I sat out the first round of MoFi releases because I had all the titles as part of the Mono box. Blood On The Tracks is the first MoFi title outside that box, and I got mine early. I first spent some real quality time with Dylan's music as a high schooler when the initial Bootleg collection was released as a three CD set. It was, quite literally, a life changer for me, and some of my favorite material was from the Blood On The Tracks era. I still prefer the version of "Idiot Wind" on the Bootleg box to the Blood version, and I prefer the Bootleg outtake "Call Letter Blues" to its Bloody twin, "Meet Me In The Morning." And that's really saying something because Blood On The Tracks is undisputedly, phenomenally great. Historically, it was seen as a return to form after what were perceived as Dylan's first misfires starting with John Wesley Harding. Time does some crazy things and I have no way of knowing what I'd have thought about Dylan's releases leading up to Blood, but I have a hard time imagining myself being disappointed with JWH. Self Portrait, maybe. Nashville Skyline? Who knows? What I do know is that, in retrospect, all of Dylan's records have plenty to offer if you listen to them with the right ears. You can listen to Blood On The Tracks with any kind of ears you want, and you'll get an ample return on your investment. This is considered one of the greatest "break-up records" ever although Dylan denies that it was autobiographical. But Dylan denies everything. At the very least, these songs are heavy with raw emotion, and most of them seem to address the fairer sex. If it's not a "break-up record," it missed a fine shot at being one, but the material stands on its own regardless of context. Any fool would tell you that. 

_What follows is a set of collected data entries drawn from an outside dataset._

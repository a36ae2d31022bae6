//! Promotion Model (Gerant_offre)

use serde::{Deserialize, Serialize};
use std::borrow::Cow;

use crate::RecordId;
use crate::error::{ValidationError, ValidationResult};
use crate::search::Searchable;
use crate::util::{leading_number, required};

/// Discount applied when the form text carries no number
pub const DEFAULT_DISCOUNT_PERCENT: u32 = 20;

/// Promotion entity
///
/// Dates are opaque strings in whatever format the manager typed.
#[derive(Debug, Clone, PartialEq, Serialize, Deserialize)]
pub struct Promotion {
    #[serde(rename = "id_offre")]
    pub id: RecordId,
    /// Discount percentage
    #[serde(default)]
    pub reduction: u32,
    #[serde(rename = "date_deb_offre", alias = "date_deb", default)]
    pub start_date: String,
    #[serde(rename = "date_fin_offre", alias = "date_fin", default)]
    pub end_date: String,
    /// Associated dish references
    #[serde(rename = "plats", default)]
    pub dish_ids: Vec<RecordId>,
}

impl Promotion {
    pub fn display_name(&self) -> String {
        format!("Promotion {}", self.id)
    }

    pub fn discount_label(&self) -> String {
        format!("{}% Off", self.reduction)
    }

    pub fn period_label(&self) -> String {
        format!("{} - {}", self.start_date, self.end_date)
    }
}

impl Searchable for Promotion {
    fn search_fields(&self) -> Vec<Cow<'_, str>> {
        vec![
            Cow::Owned(self.display_name()),
            Cow::Owned(self.discount_label()),
            Cow::Owned(self.period_label()),
        ]
    }
}

/// Promotion form as typed by the manager
#[derive(Debug, Clone, Default)]
pub struct PromotionForm {
    /// Free text such as `"15% Off"`; the first number is the percentage
    pub discount: String,
    pub start_date: String,
    pub end_date: String,
}

impl PromotionForm {
    pub fn new(
        discount: impl Into<String>,
        start_date: impl Into<String>,
        end_date: impl Into<String>,
    ) -> Self {
        Self {
            discount: discount.into(),
            start_date: start_date.into(),
            end_date: end_date.into(),
        }
    }

    pub fn validate(&self) -> ValidationResult<PromotionPayload> {
        let reduction =
            leading_number("reduction", &self.discount)?.unwrap_or(DEFAULT_DISCOUNT_PERCENT);
        if reduction > 100 {
            return Err(ValidationError::out_of_range(
                "reduction",
                format!("{reduction}% is over 100%"),
            ));
        }
        required("start date", &self.start_date)?;
        required("end date", &self.end_date)?;
        Ok(PromotionPayload {
            start_date: self.start_date.clone(),
            end_date: self.end_date.clone(),
            reduction,
        })
    }
}

/// Create/update promotion payload
#[derive(Debug, Clone, PartialEq, Eq, Serialize, Deserialize)]
pub struct PromotionPayload {
    #[serde(rename = "date_deb")]
    pub start_date: String,
    #[serde(rename = "date_fin")]
    pub end_date: String,
    pub reduction: u32,
}

/// Promotion-to-dish association body
#[derive(Debug, Clone, Copy, PartialEq, Eq, Serialize, Deserialize)]
pub struct PromotionDishLink {
    #[serde(rename = "id_offre")]
    pub promotion_id: RecordId,
    #[serde(rename = "id_plat")]
    pub dish_id: RecordId,
}
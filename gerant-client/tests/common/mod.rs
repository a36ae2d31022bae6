// gerant-client/tests/common/mod.rs
// In-process fake backend shared by the integration tests

#![allow(dead_code)]

use std::sync::atomic::{AtomicI64, AtomicU64, AtomicUsize, Ordering};
use std::sync::{Arc, Mutex};
use std::time::Duration;

use axum::extract::{Path, Request, State};
use axum::http::StatusCode;
use axum::middleware::{self, Next};
use axum::response::{IntoResponse, Response};
use axum::routing::{get, patch, post};
use axum::{Json, Router};
use gerant_client::{ClientConfig, GerantClient};
use serde_json::{Value, json};

type Shared = Arc<BackendState>;

#[derive(Default)]
pub struct BackendState {
    pub alerts: Mutex<Vec<Value>>,
    pub dishes: Mutex<Vec<Value>>,
    pub ingredients: Mutex<Vec<Value>>,
    pub promotions: Mutex<Vec<Value>>,
    pub promotion_links: Mutex<Vec<Value>>,
    pub staff: Mutex<Vec<Value>>,
    pub reservations: Mutex<Vec<Value>>,
    /// Bodies of every write request, as `(method path, body)`
    pub writes: Mutex<Vec<(String, Value)>>,
    pub requests: AtomicUsize,
    pub alert_lists_in_flight: AtomicUsize,
    pub alert_lists_max_in_flight: AtomicUsize,
    pub alert_list_delay_ms: AtomicU64,
    /// Dish id whose promotion attachment is refused
    pub refuse_dish_link: AtomicI64,
    next_id: AtomicI64,
}

impl BackendState {
    fn next_id(&self) -> i64 {
        self.next_id.fetch_add(1, Ordering::SeqCst) + 100
    }

    fn record(&self, what: &str, body: &Value) {
        self.writes
            .lock()
            .unwrap()
            .push((what.to_string(), body.clone()));
    }

    pub fn writes_to(&self, what: &str) -> Vec<Value> {
        self.writes
            .lock()
            .unwrap()
            .iter()
            .filter(|(w, _)| w == what)
            .map(|(_, body)| body.clone())
            .collect()
    }

    pub fn request_count(&self) -> usize {
        self.requests.load(Ordering::SeqCst)
    }
}

pub struct FakeBackend {
    pub base_url: String,
    pub state: Shared,
}

impl FakeBackend {
    pub async fn start() -> Self {
        let state: Shared = Arc::new(BackendState::default());
        state.refuse_dish_link.store(-1, Ordering::SeqCst);

        let api = Router::new()
            .route("/maladie", get(list_alerts).post(create_alert))
            .route("/maladie/{id}", get(get_alert).delete(delete_alert))
            .route(
                "/Gerant_plat",
                get(list_dishes)
                    .post(create_dish)
                    .patch(update_dish_price)
                    .delete(remove_dish_ingredient),
            )
            .route("/Gerant_plat/ingredient", post(add_dish_ingredient).patch(update_dish_ingredient))
            .route("/Gerant_plat/{id}", get(get_dish).delete(delete_dish))
            .route("/ingredient", get(list_ingredients))
            .route("/ingredient/{id}", patch(update_stock))
            .route("/ingredient/plat/{id}", get(dish_ingredients))
            .route("/Gerant_offre", get(list_promotions).post(create_promotion))
            .route("/Gerant_offre_inplat", post(link_promotion))
            .route("/Personnel", get(list_staff))
            .route("/Personnel/{id}", patch(assign_table))
            .route("/inscription-personnel", post(sign_up_staff))
            .route("/reservation", get(list_reservations))
            .with_state(state.clone());

        let app = Router::new()
            .nest("/api", api)
            .layer(middleware::from_fn_with_state(state.clone(), count_requests));

        let listener = tokio::net::TcpListener::bind("127.0.0.1:0").await.unwrap();
        let addr = listener.local_addr().unwrap();
        tokio::spawn(async move {
            axum::serve(listener, app).await.unwrap();
        });

        Self {
            base_url: format!("http://{addr}/api"),
            state,
        }
    }

    pub fn client(&self) -> GerantClient {
        GerantClient::new(&ClientConfig::new(&self.base_url).with_timeout(5)).unwrap()
    }
}

/// Base URL of a port nothing listens on
pub async fn unreachable_base_url() -> String {
    let listener = tokio::net::TcpListener::bind("127.0.0.1:0").await.unwrap();
    let addr = listener.local_addr().unwrap();
    drop(listener);
    format!("http://{addr}/api")
}

async fn count_requests(State(state): State<Shared>, req: Request, next: Next) -> Response {
    state.requests.fetch_add(1, Ordering::SeqCst);
    next.run(req).await
}

fn not_found_text(message: &str) -> Response {
    (StatusCode::NOT_FOUND, message.to_string()).into_response()
}

fn ok(body: Value) -> Response {
    Json(body).into_response()
}

fn position(items: &[Value], key: &str, id: i64) -> Option<usize> {
    items.iter().position(|item| item[key].as_i64() == Some(id))
}

// Health alerts: `{status, data: {maladies}}` envelope

async fn list_alerts(State(state): State<Shared>) -> Response {
    // snapshot before the delay so an overlapping request would serve stale data
    let snapshot = state.alerts.lock().unwrap().clone();

    let now = state.alert_lists_in_flight.fetch_add(1, Ordering::SeqCst) + 1;
    state.alert_lists_max_in_flight.fetch_max(now, Ordering::SeqCst);
    let delay = state.alert_list_delay_ms.load(Ordering::SeqCst);
    if delay > 0 {
        tokio::time::sleep(Duration::from_millis(delay)).await;
    }
    state.alert_lists_in_flight.fetch_sub(1, Ordering::SeqCst);

    ok(json!({"status": "success", "data": {"maladies": snapshot}}))
}

async fn create_alert(State(state): State<Shared>, Json(body): Json<Value>) -> Response {
    state.record("POST /maladie", &body);
    let name = body["nom_maladie"].as_str().unwrap_or_default().to_string();
    let mut alerts = state.alerts.lock().unwrap();
    if alerts.iter().any(|a| a["nom_maladie"] == name.as_str()) {
        return (StatusCode::CONFLICT, Json(json!("Maladie already exists"))).into_response();
    }
    let alert = json!({
        "id_maladie": state.next_id(),
        "nom_maladie": name,
        "desc_maladie": body["desc_maladie"],
    });
    alerts.push(alert.clone());
    (StatusCode::CREATED, Json(json!({"status": "success", "data": {"maladie": alert}})))
        .into_response()
}

async fn get_alert(State(state): State<Shared>, Path(id): Path<i64>) -> Response {
    let alerts = state.alerts.lock().unwrap();
    match position(&alerts, "id_maladie", id) {
        Some(i) => ok(json!({"data": {"maladie": alerts[i]}})),
        None => (StatusCode::NOT_FOUND, Json(json!({"message": "Maladie not found"}))).into_response(),
    }
}

async fn delete_alert(State(state): State<Shared>, Path(id): Path<i64>) -> Response {
    let mut alerts = state.alerts.lock().unwrap();
    match position(&alerts, "id_maladie", id) {
        Some(i) => {
            alerts.remove(i);
            StatusCode::NO_CONTENT.into_response()
        }
        None => (StatusCode::NOT_FOUND, Json(json!({"message": "Maladie not found"}))).into_response(),
    }
}

// Dishes: bare array collection

async fn list_dishes(State(state): State<Shared>) -> Response {
    ok(Value::Array(state.dishes.lock().unwrap().clone()))
}

async fn get_dish(State(state): State<Shared>, Path(id): Path<i64>) -> Response {
    let dishes = state.dishes.lock().unwrap();
    match position(&dishes, "id_plat", id) {
        Some(i) => ok(json!({"plat": dishes[i]})),
        None => not_found_text("Plat not found"),
    }
}

async fn create_dish(State(state): State<Shared>, Json(body): Json<Value>) -> Response {
    state.record("POST /Gerant_plat", &body);
    let mut dish = body.clone();
    dish["id_plat"] = json!(state.next_id());
    state.dishes.lock().unwrap().push(dish);
    (StatusCode::CREATED, "Plat created").into_response()
}

async fn update_dish_price(State(state): State<Shared>, Json(body): Json<Value>) -> Response {
    state.record("PATCH /Gerant_plat", &body);
    let Some(id) = body["id_plat"].as_i64() else {
        return (StatusCode::BAD_REQUEST, "Missing fields").into_response();
    };
    let mut dishes = state.dishes.lock().unwrap();
    match position(&dishes, "id_plat", id) {
        Some(i) => {
            dishes[i]["prix"] = body["prix"].clone();
            ok(json!({"message": "Prix updated"}))
        }
        None => not_found_text("Plat not found"),
    }
}

async fn delete_dish(State(state): State<Shared>, Path(id): Path<i64>) -> Response {
    let mut dishes = state.dishes.lock().unwrap();
    match position(&dishes, "id_plat", id) {
        Some(i) => {
            dishes.remove(i);
            ok(json!({"message": "Plat deleted"}))
        }
        None => not_found_text("Plat not found"),
    }
}

async fn add_dish_ingredient(State(state): State<Shared>, Json(body): Json<Value>) -> Response {
    state.record("POST /Gerant_plat/ingredient", &body);
    (StatusCode::CREATED, Json(json!({"message": "Ingredient added"}))).into_response()
}

async fn update_dish_ingredient(State(state): State<Shared>, Json(body): Json<Value>) -> Response {
    state.record("PATCH /Gerant_plat/ingredient", &body);
    ok(json!({"message": "Quantity updated"}))
}

async fn remove_dish_ingredient(State(state): State<Shared>, Json(body): Json<Value>) -> Response {
    state.record("DELETE /Gerant_plat", &body);
    StatusCode::NO_CONTENT.into_response()
}

async fn dish_ingredients(Path(id): Path<i64>) -> Response {
    if id == 1 {
        ok(json!([{"id_ingedient": 5, "nom_igredient": "Tomate", "quantité_ing": 40}]))
    } else {
        not_found_text("No ingredients found")
    }
}

// Ingredients: `{ingredients}` envelope

async fn list_ingredients(State(state): State<Shared>) -> Response {
    ok(json!({"ingredients": state.ingredients.lock().unwrap().clone()}))
}

async fn update_stock(
    State(state): State<Shared>,
    Path(id): Path<i64>,
    Json(body): Json<Value>,
) -> Response {
    state.record("PATCH /ingredient", &body);
    let mut ingredients = state.ingredients.lock().unwrap();
    match position(&ingredients, "id_ingedient", id) {
        Some(i) => {
            ingredients[i]["quantité_ing"] = body["quantite"].clone();
            ok(json!({"message": "Quantity updated"}))
        }
        None => not_found_text("Ingredient not found"),
    }
}

// Promotions: `{data: [...]}` envelope

async fn list_promotions(State(state): State<Shared>) -> Response {
    ok(json!({"data": state.promotions.lock().unwrap().clone()}))
}

async fn create_promotion(State(state): State<Shared>, Json(body): Json<Value>) -> Response {
    state.record("POST /Gerant_offre", &body);
    let promotion = json!({
        "id_offre": state.next_id(),
        "reduction": body["reduction"],
        "date_deb": body["date_deb"],
        "date_fin": body["date_fin"],
    });
    state.promotions.lock().unwrap().push(promotion.clone());
    (StatusCode::CREATED, Json(json!({"data": {"offre": promotion}}))).into_response()
}

async fn link_promotion(State(state): State<Shared>, Json(body): Json<Value>) -> Response {
    state.record("POST /Gerant_offre_inplat", &body);
    if body["id_plat"].as_i64() == Some(state.refuse_dish_link.load(Ordering::SeqCst)) {
        return (StatusCode::BAD_REQUEST, Json(json!({"message": "Plat already in offre"})))
            .into_response();
    }
    state.promotion_links.lock().unwrap().push(body);
    (StatusCode::CREATED, Json(json!({"message": "Linked"}))).into_response()
}

// Staff: `{data: {personnels}}` envelope

async fn list_staff(State(state): State<Shared>) -> Response {
    ok(json!({"data": {"personnels": state.staff.lock().unwrap().clone()}}))
}

async fn sign_up_staff(State(state): State<Shared>, Json(body): Json<Value>) -> Response {
    state.record("POST /inscription-personnel", &body);
    let mut member = body.clone();
    if let Some(map) = member.as_object_mut() {
        map.remove("mot_de_passe");
    }
    member["id_personnel"] = json!(state.next_id());
    state.staff.lock().unwrap().push(member.clone());
    (StatusCode::CREATED, Json(json!({"data": {"personnel": member}}))).into_response()
}

async fn assign_table(
    State(state): State<Shared>,
    Path(id): Path<i64>,
    Json(body): Json<Value>,
) -> Response {
    state.record("PATCH /Personnel", &body);
    let mut staff = state.staff.lock().unwrap();
    match position(&staff, "id_personnel", id) {
        Some(i) => {
            staff[i]["tables"] = json!([body["id_table"]]);
            ok(json!({"data": {"newTable": body["id_table"]}}))
        }
        None => not_found_text("Personnel not found"),
    }
}

// Reservations: `{data: {reservation}}` envelope

async fn list_reservations(State(state): State<Shared>) -> Response {
    ok(json!({"data": {"reservation": state.reservations.lock().unwrap().clone()}}))
}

Dylan gave these gems the stripped down acoustic treatment which really suits the MoFi aesthetic perfectly. I don't have an original for comparison, and I won't feel obligated to remedy that any time soon. The warmth and clarity of this version makes for a truly moving experience. The record itself is heavy, quiet, and deep - not unlike the songs themselves. We don't need to get into a song-by-song dissection here, do we? This is Blood On The Tracks. It is to rock and roll what multiplication tables are to elementary math. Absolutely essential. I got number 543 and the release is limited. Get one while you have the option to.